Work required » Retyping the entire listing exactly is the task.

Data provided »
—————
//! Upstream pool management.
//!
//! # Responsibilities
//! - Hold the upstreams of one backend
//! - Apply the configured balancing strategy
//! - Provide connection guards for tracking

use std::sync::Arc;
use crate::config::{BackendConfig, BalanceStrategy};
use crate::load_balancer::{
    least_conn::LeastConnections,
    round_robin::RoundRobin,
    upstream::{Upstream, UpstreamGuard},
    LoadBalancer,
};

/// Upstreams serving one backend.
#[derive(Debug)]
pub struct UpstreamPool {
    upstreams: Vec<Arc<Upstream>>,
    balancer: Box<dyn LoadBalancer>,
}

impl UpstreamPool {
    pub fn new(upstreams: Vec<Arc<Upstream>>, strategy: BalanceStrategy) -> Self {
        let balancer: Box<dyn LoadBalancer> = match strategy {
            BalanceStrategy::RoundRobin => Box::new(RoundRobin::new()),
            BalanceStrategy::LeastConnections => Box::new(LeastConnections::new()),
        };
        Self { upstreams, balancer }
    }

    /// Pool for a configured backend. Unparseable addresses are skipped with
    /// a warning; validation reports them before this point.
    pub fn from_config(config: &BackendConfig) -> Self {
        let mut upstreams = Vec::new();
        for address in &config.upstreams {
            match address.parse() {
                Ok(addr) => match Upstream::new(addr, config.max_connections) {
                    Ok(upstream) => upstreams.push(Arc::new(upstream)),
                    Err(e) => tracing::warn!(backend = %config.name, address = %address, error = %e, "Invalid upstream URL"),
                },
                Err(_) => tracing::warn!(backend = %config.name, address = %address, "Invalid upstream address"),
            }
        }
        Self::new(upstreams, config.balance)
    }

    /// Select an upstream and reserve a connection slot on it.
    pub fn acquire(&self) -> Option<UpstreamGuard> {
        match self.balancer.next_server(&self.upstreams) {
            Some(upstream) => upstream.try_acquire(),
            None => {
                tracing::debug!(upstream_count = self.upstreams.len(), "No upstream with spare capacity");
                None
            }
        }
    }

    pub fn upstreams(&self) -> &[Arc<Upstream>] {
        &self.upstreams
    }

    pub fn is_empty(&self) -> bool {
        self.upstreams.is_empty()
    }
}

#[cfg(test)]
mod tests {
    use super::*;

    #[test]
    fn test_from_config_skips_bad_addresses() {
        let config = BackendConfig {
            name: "sqs".into(),
            upstreams: vec!["127.0.0.1:7001".into(), "not-an-address".into()],
            max_connections: 1,
            ..BackendConfig::default()
        };
        let pool = UpstreamPool::from_config(&config);
        assert_eq!(pool.upstreams().len(), 1);

        let guard = pool.acquire().unwrap();
        assert_eq!(guard.addr.port(), 7001);
        assert!(pool.acquire().is_none());
        drop(guard);
        assert!(pool.acquire().is_some());
    }
}
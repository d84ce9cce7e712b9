//! HTTP protocol handling subsystem.
//!
//! # Data Flow
//! ```text
//! TCP connection
//!     → server.rs (Axum setup, middleware)
//!     → request.rs (request ID)
//!     → dispatch table decides backend
//!     → backend handler answers
//!     → response.rs (error bodies for unclaimed requests)
//!     → Send to client
//! ```

pub mod request;
pub mod response;
pub mod server;

pub use request::{request_id, MakeRequestUuid, X_REQUEST_ID};
pub use server::{AppState, HttpServer};
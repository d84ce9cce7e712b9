//! Configuration management subsystem.
//!
//! # Data Flow
//! ```text
//! config file (TOML)
//!     → loader.rs (parse & deserialize)
//!     → validation.rs (semantic checks)
//!     → DispatchConfig (validated, immutable)
//!     → used to build the index and the dispatch table
//!
//! On file change:
//!     watcher.rs detects change
//!     → loader.rs loads new config
//!     → validation.rs validates
//!     → server rebuilds the dispatch table and swaps it atomically
//! ```
//!
//! # Design Decisions
//! - Config is immutable once loaded; changes require full reload
//! - All fields have defaults to allow minimal configs
//! - Validation separates syntactic (serde) from semantic checks

pub mod loader;
pub mod schema;
pub mod validation;
pub mod watcher;

pub use loader::{load_config, ConfigError};
pub use schema::{
    AdminConfig, BackendConfig, BalanceStrategy, DispatchConfig, DispatchSettings, IndexConfig,
    ListenerConfig, ObservabilityConfig, TimeoutConfig,
};
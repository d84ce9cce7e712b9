//! Structured logging.
//!
//! # Responsibilities
//! - Initialize the `tracing` subscriber
//! - Configure log level from config, overridable through `RUST_LOG`

use tracing_subscriber::{layer::SubscriberExt, util::SubscriberInitExt, EnvFilter};

use crate::config::ObservabilityConfig;

/// Default filter directive for a configured level.
pub fn default_directive(level: &str) -> String {
    format!("backend_dispatch={level},tower_http={level}")
}

/// Install the global subscriber. Safe to call more than once; later calls
/// are ignored.
pub fn init_logging(config: &ObservabilityConfig) {
    let filter = EnvFilter::try_from_default_env()
        .unwrap_or_else(|_| EnvFilter::new(default_directive(&config.log_level)));

    let _ = tracing_subscriber::registry()
        .with(filter)
        .with(tracing_subscriber::fmt::layer())
        .try_init();
}

#[cfg(test)]
mod tests {
    use super::*;

    #[test]
    fn test_default_directive() {
        assert_eq!(default_directive("debug"), "backend_dispatch=debug,tower_http=debug");
    }

    #[test]
    fn test_init_twice_is_harmless() {
        let config = ObservabilityConfig::default();
        init_logging(&config);
        init_logging(&config);
    }
}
—————
Written reply »
//! Upstream pool management.
//!
//! # Responsibilities
//! - Hold the upstreams of one backend
//! - Apply the configured balancing strategy
//! - Provide connection guards for tracking

use std::sync::Arc;
use crate::config::{BackendConfig, BalanceStrategy};
use crate::load_balancer::{
    least_conn::LeastConnections,
    round_robin::RoundRobin,
    upstream::{Upstream, UpstreamGuard},
    LoadBalancer,
};

/// Upstreams serving one backend.
#[derive(Debug)]
pub struct UpstreamPool {
    upstreams: Vec<Arc<Upstream>>,
    balancer: Box<dyn LoadBalancer>,
}

impl UpstreamPool {
    pub fn new(upstreams: Vec<Arc<Upstream>>, strategy: BalanceStrategy) -> Self {
        let balancer: Box<dyn LoadBalancer> = match strategy {
            BalanceStrategy::RoundRobin => Box::new(RoundRobin::new()),
            BalanceStrategy::LeastConnections => Box::new(LeastConnections::new()),
        };
        Self { upstreams, balancer }
    }

    /// Pool for a configured backend. Unparseable addresses are skipped with
    /// a warning; validation reports them before this point.
    pub fn from_config(config: &BackendConfig) -> Self {
        let mut upstreams = Vec::new();
        for address in &config.upstreams {
            match address.parse() {
                Ok(addr) => match Upstream::new(addr, config.max_connections) {
                    Ok(upstream) => upstreams.push(Arc::new(upstream)),
                    Err(e) => tracing::warn!(backend = %config.name, address = %address, error = %e, "Invalid upstream URL"),
                },
                Err(_) => tracing::warn!(backend = %config.name, address = %address, "Invalid upstream address"),
            }
        }
        Self::new(upstreams, config.balance)
    }

    /// Select an upstream and reserve a connection slot on it.
    pub fn acquire(&self) -> Option<UpstreamGuard> {
        match self.balancer.next_server(&self.upstreams) {
            Some(upstream) => upstream.try_acquire(),
            None => {
                tracing::debug!(upstream_count = self.upstreams.len(), "No upstream with spare capacity");
                None
            }
        }
    }

    pub fn upstreams(&self) -> &[Arc<Upstream>] {
        &self.upstreams
    }

    pub fn is_empty(&self) -> bool {
        self.upstreams.is_empty()
    }
}

#[cfg(test)]
mod tests {
    use super::*;

    #[test]
    fn test_from_config_skips_bad_addresses() {
        let config = BackendConfig {
            name: "sqs".into(),
            upstreams: vec!["127.0.0.1:7001".into(), "not-an-address".into()],
            max_connections: 1,
            ..BackendConfig::default()
        };
        let pool = UpstreamPool::from_config(&config);
        assert_eq!(pool.upstreams().len(), 1);

        let guard = pool.acquire().unwrap();
        assert_eq!(guard.addr.port(), 7001);
        assert!(pool.acquire().is_none());
        drop(guard);
        assert!(pool.acquire().is_some());
    }
}
repository d84ce9cce7e712b9
//! HTTP protocol handling subsystem.
//!
//! # Data Flow
//! ```text
//! TCP connection
//!     → server.rs (Axum setup, middleware)
//!     → request.rs (request ID)
//!     → dispatch table decides backend
//!     → backend handler answers
//!     → response.rs (error bodies for unclaimed requests)
//!     → Send to client
//! ```

pub mod request;
pub mod response;
pub mod server;

pub use request::{request_id, MakeRequestUuid, X_REQUEST_ID};
pub use server::{AppState, HttpServer};
repository d84ce9cce7e712b9
//! Configuration management subsystem.
//!
//! # Data Flow
//! ```text
//! config file (TOML)
//!     → loader.rs (parse & deserialize)
//!     → validation.rs (semantic checks)
//!     → DispatchConfig (validated, immutable)
//!     → used to build the index and the dispatch table
//!
//! On file change:
//!     watcher.rs detects change
//!     → loader.rs loads new config
//!     → validation.rs validates
//!     → server rebuilds the dispatch table and swaps it atomically
//! ```
//!
//! # Design Decisions
//! - Config is immutable once loaded; changes require full reload
//! - All fields have defaults to allow minimal configs
//! - Validation separates syntactic (serde) from semantic checks

pub mod loader;
pub mod schema;
pub mod validation;
pub mod watcher;

pub use loader::{load_config, ConfigError};
pub use schema::{
    AdminConfig, BackendConfig, BalanceStrategy, DispatchConfig, DispatchSettings, IndexConfig,
    ListenerConfig, ObservabilityConfig, TimeoutConfig,
};
repository d84ce9cce7e712b9
//! Structured logging.
//!
//! # Responsibilities
//! - Initialize the `tracing` subscriber
//! - Configure log level from config, overridable through `RUST_LOG`

use tracing_subscriber::{layer::SubscriberExt, util::SubscriberInitExt, EnvFilter};

use crate::config::ObservabilityConfig;

/// Default filter directive for a configured level.
pub fn default_directive(level: &str) -> String {
    format!("backend_dispatch={level},tower_http={level}")
}

/// Install the global subscriber. Safe to call more than once; later calls
/// are ignored.
pub fn init_logging(config: &ObservabilityConfig) {
    let filter = EnvFilter::try_from_default_env()
        .unwrap_or_else(|_| EnvFilter::new(default_directive(&config.log_level)));

    let _ = tracing_subscriber::registry()
        .with(filter)
        .with(tracing_subscriber::fmt::layer())
        .try_init();
}

#[cfg(test)]
mod tests {
    use super::*;

    #[test]
    fn test_default_directive() {
        assert_eq!(default_directive("debug"), "backend_dispatch=debug,tower_http=debug");
    }

    #[test]
    fn test_init_twice_is_harmless() {
        let config = ObservabilityConfig::default();
        init_logging(&config);
        init_logging(&config);
    }
}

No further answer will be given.